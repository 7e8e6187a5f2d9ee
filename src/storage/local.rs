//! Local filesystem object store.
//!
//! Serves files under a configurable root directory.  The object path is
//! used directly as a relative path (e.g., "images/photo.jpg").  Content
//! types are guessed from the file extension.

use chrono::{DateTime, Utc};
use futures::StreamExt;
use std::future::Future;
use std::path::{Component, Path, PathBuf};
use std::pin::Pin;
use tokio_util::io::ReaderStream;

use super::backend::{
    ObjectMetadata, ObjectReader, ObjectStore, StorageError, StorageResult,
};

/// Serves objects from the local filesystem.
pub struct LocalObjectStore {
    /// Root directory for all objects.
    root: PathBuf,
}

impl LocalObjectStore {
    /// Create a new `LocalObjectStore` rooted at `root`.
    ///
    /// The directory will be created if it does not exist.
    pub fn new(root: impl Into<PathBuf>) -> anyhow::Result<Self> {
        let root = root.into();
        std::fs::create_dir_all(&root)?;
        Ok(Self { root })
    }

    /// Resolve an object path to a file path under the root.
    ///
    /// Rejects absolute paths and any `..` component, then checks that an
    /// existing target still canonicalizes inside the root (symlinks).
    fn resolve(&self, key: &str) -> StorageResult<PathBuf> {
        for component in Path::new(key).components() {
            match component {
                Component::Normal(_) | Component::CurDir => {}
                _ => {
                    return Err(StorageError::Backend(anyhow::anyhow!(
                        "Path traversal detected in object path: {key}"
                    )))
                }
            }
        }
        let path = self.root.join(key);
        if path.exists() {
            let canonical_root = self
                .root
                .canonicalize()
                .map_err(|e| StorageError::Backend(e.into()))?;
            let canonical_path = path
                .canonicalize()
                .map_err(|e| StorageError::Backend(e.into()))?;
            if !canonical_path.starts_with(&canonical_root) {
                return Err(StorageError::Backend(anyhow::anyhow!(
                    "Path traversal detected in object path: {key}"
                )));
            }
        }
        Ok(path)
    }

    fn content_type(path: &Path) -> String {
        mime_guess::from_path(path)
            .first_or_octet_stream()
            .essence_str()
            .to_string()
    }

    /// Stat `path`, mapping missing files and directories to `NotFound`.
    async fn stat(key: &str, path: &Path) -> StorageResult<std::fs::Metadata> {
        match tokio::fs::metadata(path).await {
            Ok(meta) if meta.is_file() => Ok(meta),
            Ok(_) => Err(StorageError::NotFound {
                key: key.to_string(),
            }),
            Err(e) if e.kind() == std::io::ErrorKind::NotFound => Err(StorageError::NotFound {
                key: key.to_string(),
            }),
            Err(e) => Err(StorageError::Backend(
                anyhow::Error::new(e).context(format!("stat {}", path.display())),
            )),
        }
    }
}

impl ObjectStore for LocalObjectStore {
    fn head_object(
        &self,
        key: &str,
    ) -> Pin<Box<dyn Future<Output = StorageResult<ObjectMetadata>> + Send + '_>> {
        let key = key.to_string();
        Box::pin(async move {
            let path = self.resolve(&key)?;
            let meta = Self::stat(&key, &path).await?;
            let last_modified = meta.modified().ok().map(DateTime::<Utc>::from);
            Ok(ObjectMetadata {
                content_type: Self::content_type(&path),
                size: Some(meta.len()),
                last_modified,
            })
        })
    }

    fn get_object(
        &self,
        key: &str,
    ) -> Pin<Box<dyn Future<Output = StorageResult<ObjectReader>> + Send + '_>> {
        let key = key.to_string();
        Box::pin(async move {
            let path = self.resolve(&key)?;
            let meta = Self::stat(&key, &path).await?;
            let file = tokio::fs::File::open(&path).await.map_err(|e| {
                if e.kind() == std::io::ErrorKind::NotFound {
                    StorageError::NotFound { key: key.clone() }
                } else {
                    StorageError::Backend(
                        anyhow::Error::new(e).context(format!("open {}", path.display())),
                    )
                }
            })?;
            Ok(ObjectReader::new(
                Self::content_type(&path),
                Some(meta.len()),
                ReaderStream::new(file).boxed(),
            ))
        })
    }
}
####################
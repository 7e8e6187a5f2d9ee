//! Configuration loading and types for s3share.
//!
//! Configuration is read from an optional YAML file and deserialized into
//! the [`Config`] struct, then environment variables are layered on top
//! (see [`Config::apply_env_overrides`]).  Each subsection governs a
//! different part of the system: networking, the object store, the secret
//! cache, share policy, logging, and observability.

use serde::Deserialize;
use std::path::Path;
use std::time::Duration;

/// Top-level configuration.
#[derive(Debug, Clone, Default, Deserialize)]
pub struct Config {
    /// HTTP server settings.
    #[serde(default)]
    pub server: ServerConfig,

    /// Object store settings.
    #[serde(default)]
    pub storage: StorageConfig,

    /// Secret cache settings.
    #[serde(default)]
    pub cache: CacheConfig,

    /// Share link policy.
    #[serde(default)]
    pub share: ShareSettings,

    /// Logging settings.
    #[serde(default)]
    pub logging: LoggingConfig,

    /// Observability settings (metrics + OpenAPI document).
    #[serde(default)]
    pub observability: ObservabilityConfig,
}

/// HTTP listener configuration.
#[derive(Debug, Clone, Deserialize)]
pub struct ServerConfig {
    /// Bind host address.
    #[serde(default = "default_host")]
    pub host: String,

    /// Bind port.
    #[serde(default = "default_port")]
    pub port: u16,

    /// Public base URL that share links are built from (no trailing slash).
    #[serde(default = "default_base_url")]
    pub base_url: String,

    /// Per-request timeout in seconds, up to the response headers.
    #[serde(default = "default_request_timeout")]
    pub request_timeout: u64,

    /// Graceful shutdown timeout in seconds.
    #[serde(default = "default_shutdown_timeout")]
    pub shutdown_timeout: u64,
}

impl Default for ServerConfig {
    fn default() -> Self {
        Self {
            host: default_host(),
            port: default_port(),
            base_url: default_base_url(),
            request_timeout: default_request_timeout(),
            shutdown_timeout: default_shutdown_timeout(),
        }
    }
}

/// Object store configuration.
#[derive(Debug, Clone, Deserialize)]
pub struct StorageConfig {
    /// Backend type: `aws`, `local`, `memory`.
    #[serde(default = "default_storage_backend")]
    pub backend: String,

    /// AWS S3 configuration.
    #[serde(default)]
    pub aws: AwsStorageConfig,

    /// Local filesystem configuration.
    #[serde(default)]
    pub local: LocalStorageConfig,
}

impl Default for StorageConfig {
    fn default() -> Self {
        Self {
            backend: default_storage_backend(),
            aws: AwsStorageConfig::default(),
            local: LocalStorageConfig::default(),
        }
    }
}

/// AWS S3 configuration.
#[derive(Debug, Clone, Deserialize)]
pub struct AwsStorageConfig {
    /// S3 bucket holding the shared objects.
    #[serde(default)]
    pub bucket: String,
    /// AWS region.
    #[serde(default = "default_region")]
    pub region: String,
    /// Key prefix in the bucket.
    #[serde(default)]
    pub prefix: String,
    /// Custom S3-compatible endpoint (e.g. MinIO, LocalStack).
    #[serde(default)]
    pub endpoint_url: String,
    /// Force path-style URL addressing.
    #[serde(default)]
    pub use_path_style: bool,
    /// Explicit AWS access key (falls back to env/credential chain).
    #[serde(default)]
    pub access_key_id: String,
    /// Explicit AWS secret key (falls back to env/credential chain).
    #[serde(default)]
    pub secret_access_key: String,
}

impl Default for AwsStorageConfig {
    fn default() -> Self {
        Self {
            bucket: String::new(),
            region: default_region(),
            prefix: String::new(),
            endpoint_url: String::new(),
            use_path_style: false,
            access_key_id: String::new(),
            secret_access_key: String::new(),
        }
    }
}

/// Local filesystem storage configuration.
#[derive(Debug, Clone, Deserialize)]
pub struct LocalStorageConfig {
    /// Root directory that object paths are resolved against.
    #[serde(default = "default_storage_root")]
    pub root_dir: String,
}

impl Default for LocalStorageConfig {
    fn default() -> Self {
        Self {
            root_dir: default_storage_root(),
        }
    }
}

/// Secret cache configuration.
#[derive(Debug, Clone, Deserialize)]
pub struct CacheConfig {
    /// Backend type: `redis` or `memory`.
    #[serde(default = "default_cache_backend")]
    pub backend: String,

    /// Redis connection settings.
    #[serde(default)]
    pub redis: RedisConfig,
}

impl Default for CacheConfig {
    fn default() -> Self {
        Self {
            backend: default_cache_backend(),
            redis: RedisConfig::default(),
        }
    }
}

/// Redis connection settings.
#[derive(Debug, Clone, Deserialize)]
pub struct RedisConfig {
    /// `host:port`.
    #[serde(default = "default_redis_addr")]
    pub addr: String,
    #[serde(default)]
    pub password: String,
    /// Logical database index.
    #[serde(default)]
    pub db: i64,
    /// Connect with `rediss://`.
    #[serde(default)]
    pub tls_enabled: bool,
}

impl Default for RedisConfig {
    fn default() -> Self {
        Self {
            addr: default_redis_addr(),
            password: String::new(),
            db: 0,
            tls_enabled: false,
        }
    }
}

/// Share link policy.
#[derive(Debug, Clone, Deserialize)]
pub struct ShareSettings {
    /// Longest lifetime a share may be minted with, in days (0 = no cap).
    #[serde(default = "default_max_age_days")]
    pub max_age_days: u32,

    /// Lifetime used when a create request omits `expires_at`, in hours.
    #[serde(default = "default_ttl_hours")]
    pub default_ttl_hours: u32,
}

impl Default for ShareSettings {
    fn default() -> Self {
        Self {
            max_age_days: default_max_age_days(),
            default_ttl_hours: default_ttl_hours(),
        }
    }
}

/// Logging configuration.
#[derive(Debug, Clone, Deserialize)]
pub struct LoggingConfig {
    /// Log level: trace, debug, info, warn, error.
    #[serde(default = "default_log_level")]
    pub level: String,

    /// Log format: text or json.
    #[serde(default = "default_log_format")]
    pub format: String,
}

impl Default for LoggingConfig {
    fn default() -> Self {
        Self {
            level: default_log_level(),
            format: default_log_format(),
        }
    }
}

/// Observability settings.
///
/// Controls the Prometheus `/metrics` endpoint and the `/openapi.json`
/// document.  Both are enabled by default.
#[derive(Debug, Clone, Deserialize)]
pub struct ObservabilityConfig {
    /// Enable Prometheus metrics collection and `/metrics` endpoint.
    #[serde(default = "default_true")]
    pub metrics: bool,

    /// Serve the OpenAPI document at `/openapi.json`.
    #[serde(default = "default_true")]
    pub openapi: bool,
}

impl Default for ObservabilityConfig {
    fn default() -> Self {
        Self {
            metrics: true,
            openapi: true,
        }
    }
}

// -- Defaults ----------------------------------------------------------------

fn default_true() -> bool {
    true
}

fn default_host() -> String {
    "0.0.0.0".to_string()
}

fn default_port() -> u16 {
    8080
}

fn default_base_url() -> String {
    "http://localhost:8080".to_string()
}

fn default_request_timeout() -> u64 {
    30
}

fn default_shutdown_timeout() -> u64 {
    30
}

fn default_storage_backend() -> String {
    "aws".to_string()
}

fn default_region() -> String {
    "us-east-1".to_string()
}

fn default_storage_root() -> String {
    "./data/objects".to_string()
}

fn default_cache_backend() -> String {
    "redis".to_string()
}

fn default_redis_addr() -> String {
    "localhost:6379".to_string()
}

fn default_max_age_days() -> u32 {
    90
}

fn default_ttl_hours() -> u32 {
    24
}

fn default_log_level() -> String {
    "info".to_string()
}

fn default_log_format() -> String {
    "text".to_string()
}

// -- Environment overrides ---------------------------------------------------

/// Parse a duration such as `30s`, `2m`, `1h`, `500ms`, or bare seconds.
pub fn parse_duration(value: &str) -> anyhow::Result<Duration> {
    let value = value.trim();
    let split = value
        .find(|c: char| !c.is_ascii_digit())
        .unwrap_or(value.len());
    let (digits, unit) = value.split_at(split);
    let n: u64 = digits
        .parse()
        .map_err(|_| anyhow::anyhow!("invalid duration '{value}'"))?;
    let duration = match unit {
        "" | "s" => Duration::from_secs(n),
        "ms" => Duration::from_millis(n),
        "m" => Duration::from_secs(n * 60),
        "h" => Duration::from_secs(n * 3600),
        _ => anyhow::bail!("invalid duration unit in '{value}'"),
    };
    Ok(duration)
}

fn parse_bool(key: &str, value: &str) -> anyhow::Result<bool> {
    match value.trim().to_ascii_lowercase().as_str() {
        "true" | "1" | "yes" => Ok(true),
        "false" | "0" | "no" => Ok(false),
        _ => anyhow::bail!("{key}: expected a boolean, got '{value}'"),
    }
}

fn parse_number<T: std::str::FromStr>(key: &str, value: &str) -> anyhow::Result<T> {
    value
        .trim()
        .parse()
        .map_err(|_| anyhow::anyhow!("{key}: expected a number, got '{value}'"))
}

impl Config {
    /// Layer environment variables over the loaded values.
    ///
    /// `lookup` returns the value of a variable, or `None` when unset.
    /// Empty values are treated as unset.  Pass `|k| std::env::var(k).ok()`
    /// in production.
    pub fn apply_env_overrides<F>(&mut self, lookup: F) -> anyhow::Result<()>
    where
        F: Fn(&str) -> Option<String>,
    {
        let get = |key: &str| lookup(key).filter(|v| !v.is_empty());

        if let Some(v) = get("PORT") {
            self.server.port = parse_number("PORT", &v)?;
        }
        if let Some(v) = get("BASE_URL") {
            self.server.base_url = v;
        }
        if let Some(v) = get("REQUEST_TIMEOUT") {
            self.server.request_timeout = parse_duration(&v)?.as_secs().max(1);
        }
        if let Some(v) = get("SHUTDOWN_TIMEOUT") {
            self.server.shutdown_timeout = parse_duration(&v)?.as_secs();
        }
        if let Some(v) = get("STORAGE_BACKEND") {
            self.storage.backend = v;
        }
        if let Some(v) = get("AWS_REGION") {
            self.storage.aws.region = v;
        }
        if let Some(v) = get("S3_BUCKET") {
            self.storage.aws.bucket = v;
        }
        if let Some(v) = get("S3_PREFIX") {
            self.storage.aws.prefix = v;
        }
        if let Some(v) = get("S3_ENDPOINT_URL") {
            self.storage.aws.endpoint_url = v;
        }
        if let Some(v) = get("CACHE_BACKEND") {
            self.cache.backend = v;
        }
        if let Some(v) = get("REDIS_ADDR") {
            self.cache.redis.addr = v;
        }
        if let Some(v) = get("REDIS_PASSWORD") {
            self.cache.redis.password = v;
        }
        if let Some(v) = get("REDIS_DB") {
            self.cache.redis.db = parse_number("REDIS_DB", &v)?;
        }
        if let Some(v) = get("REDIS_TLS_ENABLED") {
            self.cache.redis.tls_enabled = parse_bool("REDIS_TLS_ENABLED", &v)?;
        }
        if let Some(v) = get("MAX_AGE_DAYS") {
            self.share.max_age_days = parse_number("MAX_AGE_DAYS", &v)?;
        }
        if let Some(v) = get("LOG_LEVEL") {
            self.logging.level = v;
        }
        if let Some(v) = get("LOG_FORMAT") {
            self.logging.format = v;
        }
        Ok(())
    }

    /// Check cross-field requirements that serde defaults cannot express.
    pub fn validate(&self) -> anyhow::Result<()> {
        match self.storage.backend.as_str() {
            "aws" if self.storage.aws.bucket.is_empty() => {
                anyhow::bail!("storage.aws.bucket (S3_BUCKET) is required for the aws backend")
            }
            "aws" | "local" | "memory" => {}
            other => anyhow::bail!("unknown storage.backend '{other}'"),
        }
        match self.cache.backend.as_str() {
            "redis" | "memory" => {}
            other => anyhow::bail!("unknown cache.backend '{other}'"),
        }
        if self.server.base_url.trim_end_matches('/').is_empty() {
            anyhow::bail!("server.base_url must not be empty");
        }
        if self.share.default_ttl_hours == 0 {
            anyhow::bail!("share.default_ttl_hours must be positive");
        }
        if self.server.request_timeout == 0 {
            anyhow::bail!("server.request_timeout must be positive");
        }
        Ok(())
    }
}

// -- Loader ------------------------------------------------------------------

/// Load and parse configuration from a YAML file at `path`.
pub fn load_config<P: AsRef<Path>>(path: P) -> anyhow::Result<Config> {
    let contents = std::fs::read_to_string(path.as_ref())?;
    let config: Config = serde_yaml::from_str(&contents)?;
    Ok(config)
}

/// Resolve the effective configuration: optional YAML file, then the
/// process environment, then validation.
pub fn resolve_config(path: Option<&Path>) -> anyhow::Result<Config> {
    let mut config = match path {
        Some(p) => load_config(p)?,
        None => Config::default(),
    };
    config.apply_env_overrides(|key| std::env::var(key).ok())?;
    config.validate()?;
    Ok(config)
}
####################
- Task instructions -
Please copy every line of the records above in which "bail" appears.

- Response -
        _ => anyhow::bail!("invalid duration unit in '{value}'"),
        _ => anyhow::bail!("{key}: expected a boolean, got '{value}'"),
                anyhow::bail!("storage.aws.bucket (S3_BUCKET) is required for the aws backend")
            other => anyhow::bail!("unknown storage.backend '{other}'"),
            other => anyhow::bail!("unknown cache.backend '{other}'"),
            anyhow::bail!("server.base_url must not be empty");
            anyhow::bail!("share.default_ttl_hours must be positive");
            anyhow::bail!("server.request_timeout must be positive");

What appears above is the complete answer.